Plans to build the sewage plant went into play shortly after the 2012 major storm, Hurricane Sandy. Earmarked from FEMA money, the wastewater treatment plant would serve as a backup sewage facility needed after floods and high winds caused others to fail during that time. When high winds ripped through Newark during the super storm, rising rough waters flooded nearby communities and faltered power supplies. As a result, a sewer overflow beelined straight into the Ironbound.
While the plant is recognized as a needed fix to a weak infrastructure, local activists say the commission’s reports of offering an eco-friendly treatment space are false.
“Now, we enter the most important weeks and months of this fight. That’s because PVSC continued to greenwash their dirty power plant at their board meeting last week,” tweeted ICC. “[T]he Governor and PVSC have only committed to pause the project so a more robust environmental justice review and stakeholder engagement can occur.”
What the frack?
One major issue for the group against PSVC’s current proposal is the plant’s design to use fracked-gas, a move that Newark resident Cynthia Mellon, who is also the Co-Chair of the Newark Environmental Commission and board member of the NJ Environmental Justice Alliance, says “is completely out of alignment with Governor Murphy’s and President Biden’s commitments to transition to 100% clean, renewable energy.”

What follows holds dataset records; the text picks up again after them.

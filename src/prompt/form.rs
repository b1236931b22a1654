use serde::{Deserialize, Serialize};

use crate::error::{PromptError, Result};
use crate::models::{AdvancedOptions, AspectRatio, GeminiModel, OptionSet};
use crate::prompt::styles::style_name;

/// Which form arrangement produced the input. Both feed the same composer;
/// they only differ in which toggles gate the background color.
#[derive(Debug, Clone, Copy, PartialEq, Eq, Default, Serialize, Deserialize)]
#[serde(rename_all = "lowercase")]
pub enum FormLayout {
    /// Solid background lives inside the advanced options.
    #[default]
    Nested,
    /// Solid background is its own toggle, independent of advanced options.
    Standalone,
}

impl FormLayout {
    pub fn from_name(name: &str) -> Result<Self> {
        match name.trim().to_ascii_lowercase().as_str() {
            "nested" => Ok(FormLayout::Nested),
            "standalone" => Ok(FormLayout::Standalone),
            other => Err(PromptError::ConfigError(format!(
                "Unknown form layout '{}', expected 'nested' or 'standalone'",
                other
            ))),
        }
    }
}

/// Raw values of the form controls, before gating and validation.
#[derive(Debug, Clone, PartialEq, Serialize, Deserialize)]
pub struct FormInput {
    pub description: String,
    pub photorealistic: bool,
    pub styles_enabled: bool,
    pub list_all_styles: bool,
    pub style_label: Option<String>,
    pub advanced_enabled: bool,
    pub background_enabled: bool,
    pub background_color: String,
    pub four_k: bool,
    pub bokeh: bool,
    pub aspect_ratio_enabled: bool,
    pub aspect_ratio: AspectRatio,
    pub extra_enabled: bool,
    pub extra_requirements: String,
    pub model: String,
}

impl Default for FormInput {
    fn default() -> Self {
        Self {
            description: String::new(),
            photorealistic: false,
            styles_enabled: true,
            list_all_styles: false,
            style_label: None,
            advanced_enabled: false,
            background_enabled: true,
            background_color: "#ffffff".to_string(),
            four_k: true,
            bokeh: false,
            aspect_ratio_enabled: false,
            aspect_ratio: AspectRatio::Square,
            extra_enabled: false,
            extra_requirements: String::new(),
            model: GeminiModel::default().id().to_string(),
        }
    }
}

impl FormInput {
    pub fn new(description: impl Into<String>) -> Self {
        Self {
            description: description.into(),
            ..Default::default()
        }
    }

    fn background_visible(&self, layout: FormLayout) -> bool {
        match layout {
            FormLayout::Nested => self.advanced_enabled && self.background_enabled,
            FormLayout::Standalone => self.background_enabled,
        }
    }

    pub fn into_option_set(self, layout: FormLayout) -> Result<OptionSet> {
        let model = self.model.parse::<GeminiModel>()?;
        let mut builder = OptionSet::builder(self.description.as_str())
            .photorealistic(self.photorealistic)
            .with_model(model);

        if self.photorealistic {
            return builder.build();
        }

        if self.styles_enabled {
            if let Some(label) = self.style_label.as_deref() {
                builder = builder.with_style(style_name(label));
            }
        }

        if self.background_visible(layout) {
            builder = builder.with_background_color(self.background_color.as_str());
        }

        if self.advanced_enabled {
            builder = builder.with_advanced(AdvancedOptions {
                resolution_4k: self.four_k,
                bokeh: self.bokeh,
                aspect_ratio: self.aspect_ratio_enabled.then_some(self.aspect_ratio),
                extra_requirements: self
                    .extra_enabled
                    .then(|| self.extra_requirements.clone()),
            });
        }

        builder.build()
    }
}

On September 18, 2020, Gov. Murphy signed a progressive environmental justice law mandating the New Jersey Department of Environmental Protection to “evaluate the environmental and public health impacts of certain facilities on overburdened communities when reviewing certain permit applications.” Said groups are low-income, communities of color, and those with limited English proficiency. Ironbound fits all categories.

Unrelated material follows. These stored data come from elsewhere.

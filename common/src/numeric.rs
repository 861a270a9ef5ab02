//! Locale-aware numeric parsing.
//!
//! Upstream pages print rates as `189,25870000`, `1.234,56` or `1,234.56`
//! depending on who last touched the template. [`parse_locale_number`]
//! resolves the decimal separator without being told the locale:
//!
//! - when both `,` and `.` appear, the rightmost one is the decimal separator
//!   and the other is a thousands separator;
//! - when only one kind appears and it splits the digits into groups of
//!   exactly three (`1,234` or `1.234.567`), it is a thousands separator and
//!   the value is an integer;
//! - otherwise a single occurrence is the decimal separator.
//!
//! The grouping rule is a policy, not a guess: `"1,234"` is always 1234, never
//! 1.234. Callers that need the decimal reading must supply more digits.

/// Parse a locale-ambiguous numeric string into a float.
///
/// Returns `None` when nothing digit-bearing remains after cleanup, when the
/// separators are malformed, or when the result is not finite.
pub fn parse_locale_number(text: &str) -> Option<f64> {
    let cleaned: String = text
        .chars()
        .filter(|c| !matches!(c, '\u{00A0}' | '\u{202F}'))
        .collect::<String>()
        .trim()
        .chars()
        .filter(|c| c.is_ascii_digit() || matches!(c, '.' | ',' | '+' | '-'))
        .collect();

    if !cleaned.chars().any(|c| c.is_ascii_digit()) {
        return None;
    }

    let (negative, body) = split_sign(&cleaned);
    if body.contains(['+', '-']) {
        return None;
    }

    let (integer, fraction) = split_decimal(body)?;
    let integer = if integer.is_empty() { "0" } else { integer.as_str() };
    let fraction = if fraction.is_empty() { "0" } else { fraction.as_str() };

    let canonical = format!("{}{}.{}", if negative { "-" } else { "" }, integer, fraction);
    canonical.parse::<f64>().ok().filter(|v| v.is_finite())
}

fn split_sign(cleaned: &str) -> (bool, &str) {
    match cleaned.chars().next() {
        Some('-') => (true, &cleaned[1..]),
        Some('+') => (false, &cleaned[1..]),
        _ => (false, cleaned),
    }
}

/// Split into integer and fraction digits with all thousands separators removed.
fn split_decimal(body: &str) -> Option<(String, String)> {
    let last_comma = body.rfind(',');
    let last_dot = body.rfind('.');

    let decimal_at = match (last_comma, last_dot) {
        (Some(comma), Some(dot)) => Some(comma.max(dot)),
        (Some(at), None) | (None, Some(at)) => {
            let separator = body.as_bytes()[at] as char;
            if is_thousands_grouped(body, separator) {
                None
            } else if body.matches(separator).count() > 1 {
                return None;
            } else {
                Some(at)
            }
        }
        (None, None) => None,
    };

    let Some(at) = decimal_at else {
        return Some((digits_only(body), String::new()));
    };

    if at == 0 || at == body.len() - 1 {
        return None;
    }

    let (integer, fraction) = (&body[..at], &body[at + 1..]);
    let decimal = body.as_bytes()[at] as char;
    if integer.contains(decimal) || fraction.contains(['.', ',']) {
        return None;
    }

    Some((digits_only(integer), fraction.to_string()))
}

/// `1,234` / `12.345.678`: a leading group of 1-3 digits followed by one or
/// more groups of exactly three.
fn is_thousands_grouped(body: &str, separator: char) -> bool {
    let mut groups = body.split(separator);
    let leading_ok = groups
        .next()
        .map(|g| (1..=3).contains(&g.len()) && g.chars().all(|c| c.is_ascii_digit()))
        .unwrap_or(false);

    let mut rest = 0;
    for group in groups {
        if group.len() != 3 || !group.chars().all(|c| c.is_ascii_digit()) {
            return false;
        }
        rest += 1;
    }

    leading_ok && rest > 0
}

fn digits_only(s: &str) -> String {
    s.chars().filter(|c| c.is_ascii_digit()).collect()
}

While all parties wait for the state evaluation outcome, activists say PVSC can adopt better strategies like the ones NJ Transit used in Kearny, a whiter working-and-middle class town a few miles away from the Ironbound section. After protests of using fracked-gas to power its rail system, the transportation department switched from the former to renewables to power a microgrid.
Yet and still, Food and Water Watch New Jersey and other environmental groups vocalized concern at a February 9 RFP meeting, stating the request for proposals allowed possible applicants to use fossil fuels with blurry guidelines regarding energy source. Another committee meeting for this project is scheduled for Feb. 24.